Mode, plurality, and “the most popular way”

I recently stumbled across this headline from Stanford News: “Meeting online has become the most popular way U.S. couples connect, Stanford sociologist finds.” Would the average reader assume this means that more than 50% of couples meet online?

This is not what the headline or the story says. More details from the story:

Rosenfeld, a lead author on the research and a professor of sociology in the School of Humanities and Sciences, drew on a nationally representative 2017 survey of American adults and found that about 39 percent of heterosexual couples reported meeting their partner online, compared to 22 percent in 2009.

It appears 39% of couples meet online. According to the summary of the paper, the others ways couples meet are:

Traditional ways of meeting partners (through family, in church, in the neighborhood) have all been declining since World War II.

The 39% figure meets the definition of both the mode and a plurality, respectively (both definitions from Google):

the value that occurs most frequently in a given set of data.

the number of votes cast for a candidate who receives more than any other but does not receive an absolute majority.

Still, I suspect there might be some confusion. Online dating brings more Americans together than any other method but it is only responsible for a little less than forty percent of couples.

Graphing changing household arrangements from 1960 to 2017

An article discussing changes in American household arrangements includes this graph:

HouseholdArrangements1960to2017

A summary of the data:

It all represents an increasing distance from the nuclear-family structure considered traditional for decades.

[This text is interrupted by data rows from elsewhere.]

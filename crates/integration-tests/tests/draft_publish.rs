//! Draft/publish lifecycle and resolver properties.

#![allow(clippy::unwrap_used)]

use marketstall_core::{
    Business, BusinessId, Contact, Email, LifecycleState, Owner, ResolvedBusiness,
    SettingsOverride, Slug, StoreSettings, Theme, resolve_draft, resolve_effective,
};
use marketstall_integration_tests::{JONAS, MAYA, demo_state};
use marketstall_storefront::registry::{BusinessRepository, RegistryError};
use marketstall_storefront::state::AppState;

const GREEN_LEAF: BusinessId = BusinessId::new(1);
const HARBOR: BusinessId = BusinessId::new(2);
const COPPER_KETTLE: BusinessId = BusinessId::new(3);

fn get(state: &AppState, id: BusinessId) -> Business {
    state.registry().get_by_id(id).unwrap().unwrap()
}

fn tagline_patch(tagline: &str) -> SettingsOverride {
    SettingsOverride {
        settings: Some(StoreSettings {
            tagline: Some(tagline.to_string()),
            footer_text: Some(String::new()),
            nav_links: Vec::new(),
        }),
        ..SettingsOverride::default()
    }
}

fn insert_business(state: &AppState, id: i32, slug: &str, email: &str) -> Business {
    let mut business = Business::new(
        BusinessId::new(id),
        Slug::parse(slug).unwrap(),
        Owner {
            name: "Test Owner".to_string(),
            email: Email::parse(email).unwrap(),
        },
        "Test Shop",
    );
    business.theme = Theme::new("A", "B", "C");
    business.contact = Contact::new("shop@example.com", "555", "1 Main St");
    state.registry().insert(business.clone()).unwrap();
    business
}

// =============================================================================
// Properties
// =============================================================================

#[test]
fn test_unpublished_effective_view_is_baseline() {
    let state = demo_state();
    let mut unpublished: Vec<Business> = state
        .registry()
        .all()
        .unwrap()
        .into_iter()
        .filter(|b| !b.is_published)
        .collect();

    // An override that was never marked published must not leak either
    let mut stray = insert_business(&state, 50, "stray-override", "stray@example.com");
    stray.published = Some(tagline_patch("Not yet"));
    unpublished.push(stray);

    assert!(unpublished.len() >= 3);
    for business in &unpublished {
        assert_eq!(
            resolve_effective(business),
            ResolvedBusiness::baseline(business),
            "{} leaked an override",
            business.slug
        );
    }
}

#[tokio::test]
async fn test_publish_moves_draft_atomically() {
    let state = demo_state();
    let before = get(&state, COPPER_KETTLE);
    let draft = before.draft.clone().unwrap();
    assert!(!draft.is_empty());

    let outcome = state.publishing().publish(COPPER_KETTLE, None).await.unwrap();
    assert!(outcome.is_published());

    let after = get(&state, COPPER_KETTLE);
    assert_eq!(after.published, Some(draft));
    assert!(after.is_published);
    assert!(after.draft.is_none());
    assert!(after.published_at.is_some());
    assert!(after.check_invariants().is_ok());
}

#[tokio::test]
async fn test_publish_without_draft_changes_nothing() {
    let state = demo_state();

    for id in [GREEN_LEAF, HARBOR] {
        let before = get(&state, id);
        let outcome = state.publishing().publish(id, None).await.unwrap();
        assert!(!outcome.is_published());

        let after = get(&state, id);
        assert_eq!(after.published, before.published);
        assert_eq!(after.is_published, before.is_published);
        assert_eq!(after.draft, before.draft);
        assert_eq!(after.version, before.version);
    }
}

#[tokio::test]
async fn test_publish_with_empty_draft_changes_nothing() {
    let state = demo_state();
    state
        .publishing()
        .update_draft(HARBOR, SettingsOverride::default(), None)
        .unwrap();
    let before = get(&state, HARBOR);
    assert_eq!(before.lifecycle(), LifecycleState::NoDraftUnpublished);
    assert_eq!(before.version, 0);

    let outcome = state.publishing().publish(HARBOR, None).await.unwrap();
    assert!(!outcome.is_published());
    assert!(!get(&state, HARBOR).is_published);
    assert_eq!(get(&state, HARBOR).published, before.published);
}

#[test]
fn test_discard_twice_equals_once() {
    let state = demo_state();

    let once = state.publishing().discard_draft(COPPER_KETTLE, None).unwrap();
    let twice = state.publishing().discard_draft(COPPER_KETTLE, None).unwrap();

    assert!(once.draft.is_none());
    assert_eq!(once, twice);
    assert_eq!(twice.lifecycle(), LifecycleState::NoDraftUnpublished);
}

#[test]
fn test_partial_theme_replaces_whole_theme() {
    let state = demo_state();
    let business = insert_business(&state, 60, "shallow-merge", "shallow@example.com");

    let patch = SettingsOverride {
        theme: Some(Theme {
            primary: Some("Z".to_string()),
            ..Theme::default()
        }),
        ..SettingsOverride::default()
    };
    let updated = state
        .publishing()
        .update_draft(business.id, patch, None)
        .unwrap();

    let theme = resolve_draft(&updated).theme;
    assert_eq!(
        theme,
        Theme {
            primary: Some("Z".to_string()),
            secondary: None,
            accent: None,
        }
    );
    assert_ne!(theme, Theme::new("Z", "B", "C"));
    // Untouched fields still fall back
    assert_eq!(resolve_draft(&updated).contact, business.contact);
}

#[test]
fn test_owner_lookup_never_crosses_tenants() {
    let state = demo_state();
    insert_business(&state, 70, "second-jonas-shop", JONAS);
    insert_business(&state, 71, "someone-else", "else@example.com");

    for email in [MAYA, JONAS, "else@example.com", "nobody@example.com"] {
        let email = Email::parse(email).unwrap();
        for business in state.registry().businesses_for_owner(&email).unwrap() {
            assert_eq!(business.owner.email, email);
        }
    }

    let jonas = Email::parse(JONAS).unwrap();
    let ids: Vec<i32> = state
        .registry()
        .businesses_for_owner(&jonas)
        .unwrap()
        .iter()
        .map(|b| b.id.as_i32())
        .collect();
    assert_eq!(ids, vec![3, 70]);
}

// =============================================================================
// Scenarios
// =============================================================================

#[tokio::test]
async fn test_draft_publish_discard_walkthrough() {
    let state = demo_state();
    let publishing = state.publishing();
    let baseline = get(&state, HARBOR);
    assert_eq!(baseline.lifecycle(), LifecycleState::NoDraftUnpublished);
    let baseline_tagline = baseline.settings.tagline.clone();

    // Draft a new tagline
    let x = publishing
        .update_draft(HARBOR, tagline_patch("New Tagline"), None)
        .unwrap();
    assert_eq!(
        resolve_draft(&x).settings.tagline.as_deref(),
        Some("New Tagline")
    );
    assert_eq!(resolve_effective(&x).settings.tagline, baseline_tagline);
    assert_eq!(x.lifecycle(), LifecycleState::DraftUnpublished);

    // Publish it
    let x = publishing.publish(HARBOR, None).await.unwrap().into_business();
    assert_eq!(
        resolve_effective(&x).settings.tagline.as_deref(),
        Some("New Tagline")
    );
    assert_eq!(resolve_draft(&x), ResolvedBusiness::baseline(&x));
    assert_eq!(x.lifecycle(), LifecycleState::PublishedNoDraft);
    let published_view = resolve_effective(&x);

    // Draft a contact change, then throw it away
    let contact_patch = SettingsOverride {
        contact: Some(Contact::new("new@x.com", "", "")),
        ..SettingsOverride::default()
    };
    let x = publishing.update_draft(HARBOR, contact_patch, None).unwrap();
    assert_eq!(x.lifecycle(), LifecycleState::PublishedWithDraft);
    assert_eq!(resolve_effective(&x), published_view);
    assert_eq!(
        resolve_draft(&x).contact.email.as_deref(),
        Some("new@x.com")
    );

    let x = publishing.discard_draft(HARBOR, None).unwrap();
    assert_eq!(resolve_effective(&x), published_view);
    assert_eq!(resolve_effective(&x).contact, baseline.contact);
    assert_eq!(resolve_draft(&x).contact, baseline.contact);
    assert_eq!(x.lifecycle(), LifecycleState::PublishedNoDraft);
}

// =============================================================================
// Unknown IDs and concurrent editors
// =============================================================================

#[tokio::test]
async fn test_unknown_id_is_reported_and_store_untouched() {
    let state = demo_state();
    let before = state.registry().all().unwrap();
    let ghost = BusinessId::new(404);
    let publishing = state.publishing();

    assert!(matches!(
        publishing.update_draft(ghost, tagline_patch("x"), None),
        Err(RegistryError::NotFound(_))
    ));
    assert!(matches!(
        publishing.publish(ghost, None).await,
        Err(RegistryError::NotFound(_))
    ));
    assert!(matches!(
        publishing.discard_draft(ghost, None),
        Err(RegistryError::NotFound(_))
    ));
    assert_eq!(state.registry().all().unwrap(), before);
}

#[test]
fn test_concurrent_editors_without_versions_all_land() {
    let state = demo_state();
    let publishing = state.publishing();

    std::thread::scope(|scope| {
        for n in 0..16 {
            scope.spawn(move || {
                publishing
                    .update_draft(HARBOR, tagline_patch(&format!("Edit {n}")), None)
                    .unwrap();
            });
        }
    });

    let business = get(&state, HARBOR);
    assert_eq!(business.version, 16);
    assert!(business.has_pending_draft());
}

#[test]
fn test_stale_editor_is_rejected() {
    let state = demo_state();
    let publishing = state.publishing();
    let seen = get(&state, HARBOR).version;

    publishing
        .update_draft(HARBOR, tagline_patch("First editor"), Some(seen))
        .unwrap();
    let second = publishing.update_draft(HARBOR, tagline_patch("Second editor"), Some(seen));

    assert!(matches!(second, Err(RegistryError::VersionConflict { .. })));
    assert_eq!(
        resolve_draft(&get(&state, HARBOR)).settings.tagline.as_deref(),
        Some("First editor")
    );
}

The changes solidify shifts that have been mounting since then, erasing the notion of one dominant family type. In the early 1960s, two-thirds of children were raised in male-breadwinner, married-couple families. By contrast, today there is no one family-and-work arrangement that encompasses the majority of children, demographers say.

“That dominant model declined, but it’s not like it was replaced by one thing,” says Philip Cohen, professor of sociology at the University of Maryland. “It was replaced by a peacock’s tail, a plethora of different arrangements.”

The graph is most effective at showing the biggest change: the decline of the “mother-father married, father only earner” group over nearly six decades. Two other categories have significant increases – married and dual earners, single mother – while the five categories at the bottom involve relatively fewer households.

The graph is unusually skinny from left to right and this helps emphasize the straight lines up or down over time. Would a wider x-axis show some more variation over time or are the trends always pretty consistent?

The colors are a little hard to distinguish. I am not usually in favor of dotted lines and so on but this might be an opportunity to differentiate between trend lines.

Just thinking about other graph options, a pie chart for each time period might also communicate the big change well (though the smaller categories might not show up as well) or a clustered bar graph with the two years side to side could show the relative changes for each group.

In sum, graphing significant social change is not necessarily easy and this format clearly communicates a big change.